Literary Analysis Step Chart

It seems that one of the things that students struggle with most when performing a literary analysis is taking the analysis one step at a time.  Often, a student will make a broad claim, such as, “The red hunting hat proves that Holden is still a child,” or “Fitzgerald shows that being greedy will only get you killed.”

Most of the time, there are some good insights behind these claims, but these types of assertions are pretty general and skip the steps necessary to prove the point to the reader–it’s like driving from the start to the finish line without ever actually running the race.  Or think of it this way: a police investigator can’t prove someone is guilty of a crime just because they found something at the crime scene that might be evidence.  They have to look at the evidence first, figure out what the evidence means and how it fits into the case, and then take the meaning of that evidence and the meanings of all the other evidence and combine them in order to complete their investigation and come to a conclusion.

When performing an analysis, try to figure out where each part of your claim belongs.  Is it basic level 1 type evidence?  Or is it a level 2, higher-level-thinking idea, such as what the evidence means to the reader?  Or is it an even bigger, level 3 idea, like how the evidence and the meaning behind the evidence relates to the thesis?

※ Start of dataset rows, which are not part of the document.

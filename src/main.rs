mod cli;

use sonoscan::{
    config,
    report::ScanReport,
    seek::{self, SeekTarget},
};
use sonoscan_common::paths::is_audio_file;
use sonoscan_media::ScanOptions;

use anyhow::{Context, Result};
use clap::Parser;
use cli::{Cli, Commands};
use std::path::{Path, PathBuf};
use walkdir::WalkDir;

fn main() -> Result<()> {
    let cli = Cli::parse();

    // Respect RUST_LOG env var if set, otherwise use defaults based on verbose flag
    let env_filter = std::env::var("RUST_LOG").unwrap_or_else(|_| {
        if cli.verbose {
            "sonoscan=trace,sonoscan_media=trace".to_string()
        } else {
            "sonoscan=info,sonoscan_media=info".to_string()
        }
    });

    tracing_subscriber::fmt()
        .with_env_filter(&env_filter)
        .with_writer(std::io::stderr)
        .init();

    match cli.command {
        Commands::Scan {
            paths,
            json,
            recursive,
            no_artwork,
        } => {
            let mut options = config::load_config_or_default(cli.config.as_deref())?
                .scan
                .to_options();
            if no_artwork {
                options.include_artwork = false;
            }
            scan_paths(&paths, recursive, json, &options)
        }
        Commands::Seek {
            file,
            time_ms,
            sample,
            header_out,
            json,
        } => {
            let options = config::load_config_or_default(cli.config.as_deref())?
                .scan
                .to_options();
            let target = match (time_ms, sample) {
                (Some(ms), _) => SeekTarget::TimeMs(ms),
                (None, Some(sample)) => SeekTarget::Sample(sample),
                (None, None) => anyhow::bail!("Either --time-ms or --sample is required"),
            };
            seek_file(&file, target, header_out.as_deref(), json, &options)
        }
        Commands::Validate {
            config: config_path,
        } => {
            let path = config_path.or(cli.config);
            validate_config(path.as_deref())
        }
        Commands::Version => {
            println!("sonoscan {}", env!("CARGO_PKG_VERSION"));
            Ok(())
        }
    }
}

/// Expand directories into the audio files they hold, sorted by path.
fn collect_files(paths: &[PathBuf], recursive: bool) -> Vec<PathBuf> {
    let mut files = Vec::new();
    for path in paths {
        if !path.is_dir() {
            files.push(path.clone());
            continue;
        }
        let max_depth = if recursive { usize::MAX } else { 1 };
        let mut found: Vec<PathBuf> = WalkDir::new(path)
            .max_depth(max_depth)
            .into_iter()
            .filter_map(|entry| match entry {
                Ok(entry) => Some(entry),
                Err(e) => {
                    tracing::warn!("Skipping unreadable entry: {}", e);
                    None
                }
            })
            .filter(|entry| entry.file_type().is_file() && is_audio_file(entry.path()))
            .map(|entry| entry.into_path())
            .collect();
        found.sort();
        files.extend(found);
    }
    files
}

fn scan_paths(paths: &[PathBuf], recursive: bool, json: bool, options: &ScanOptions) -> Result<()> {
    let files = collect_files(paths, recursive);
    if files.is_empty() {
        anyhow::bail!("No audio files found");
    }

    let mut reports = Vec::with_capacity(files.len());
    let mut failed = 0;
    for file in &files {
        match scan_one(file, options) {
            Ok(report) => reports.push(report),
            Err(e) => {
                failed += 1;
                eprintln!("Error: {:#}", e);
            }
        }
    }

    if json {
        let out = if files.len() == 1 {
            match reports.first() {
                Some(report) => report.to_json()?,
                None => String::new(),
            }
        } else {
            serde_json::to_string_pretty(&reports)?
        };
        if !out.is_empty() {
            println!("{}", out);
        }
    } else {
        let texts: Vec<String> = reports.iter().map(ScanReport::to_text).collect();
        print!("{}", texts.join("\n"));
    }

    if failed > 0 {
        anyhow::bail!("{} of {} files could not be scanned", failed, files.len());
    }
    Ok(())
}

fn scan_one(file: &Path, options: &ScanOptions) -> Result<ScanReport> {
    if !file.exists() {
        anyhow::bail!("File does not exist: {:?}", file);
    }
    let result = sonoscan_media::scan_file(file, options)
        .with_context(|| format!("Failed to scan {:?}", file))?;
    for problem in &result.incomplete {
        tracing::warn!("{}: {}", file.display(), problem);
    }
    Ok(ScanReport::new(file, result))
}

fn seek_file(
    file: &Path,
    target: SeekTarget,
    header_out: Option<&Path>,
    json: bool,
    options: &ScanOptions,
) -> Result<()> {
    if !file.exists() {
        anyhow::bail!("File does not exist: {:?}", file);
    }

    let outcome = seek::seek_file(file, target, options)
        .with_context(|| format!("Failed to seek in {:?}", file))?;

    if let Some(out) = header_out {
        match &outcome.header {
            Some(header) => std::fs::write(out, header)
                .with_context(|| format!("Failed to write header to {:?}", out))?,
            None => tracing::warn!("No rewritten header for {} files", outcome.report.format),
        }
    }

    if json {
        println!("{}", outcome.report.to_json()?);
    } else {
        print!("{}", outcome.report.to_text());
    }
    Ok(())
}

fn validate_config(path: Option<&Path>) -> Result<()> {
    let (config, source) = match path {
        Some(p) => {
            println!("Validating config: {:?}", p);
            (config::load_config(p)?, Some(p.to_path_buf()))
        }
        None => match config::find_default_config() {
            Some(found) => {
                println!("Validating config: {:?}", found);
                (config::load_config(&found)?, Some(found))
            }
            None => {
                println!("No config file specified, using defaults");
                (config::Config::default(), None)
            }
        },
    };

    if source.is_some() {
        println!("✓ Configuration is valid");
    }
    let scan = &config.scan;
    println!(
        "  Block sizes: mp4 {}, flac {}, ogg {}, aac {}",
        scan.mp4_block_size, scan.flac_block_size, scan.ogg_block_size, scan.aac_block_size
    );
    println!("  Max box depth: {}", scan.max_box_depth);
    println!("  Max seek probes: {}", scan.max_seek_probes);
    println!("  Include artwork: {}", scan.include_artwork);

    Ok(())
}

A three step chart showing the stages of a literary analysis, with an example paragraph analyzing Toy Story 3
Step Chart

A quick note:  The author doesn’t really do anything but choose words.  He or she doesn’t “make you feel” a certain way–at least not directly.  Instead, the author just puts words on the page, and it is how you as a reader interpret those words that gives the words their meaning.  If an author writes a story about sharks, but he or she doesn’t choose effective words to describe the shark to make it scary, then you as a reader probably aren’t going to be scared.  And if you just plain aren’t scared of sharks and never ever will be, then it doesn’t matter what the author does; the story is just words and it can’t be scary or sad or funny or anything if there isn’t a reader to interpret those words in a way that means something to him or her.

(One fun example :  In many cultures, especially English speaking ones such as in the United States, the people read from left to right.  Because of this, things moving from left to right seem normal to us.  Many film makers know this and will set up actions in scenes to move from left to right when they want the action to seem normal, and they will have the actions move from right to left when they want the action to seem abnormal.  However, in countries that read from right to left or up and down, there is either an opposite effect or none at all.  In such instances, the meanings behind certain images depend greatly on how the viewer interprets them rather than the intentions of the film maker who created the images.)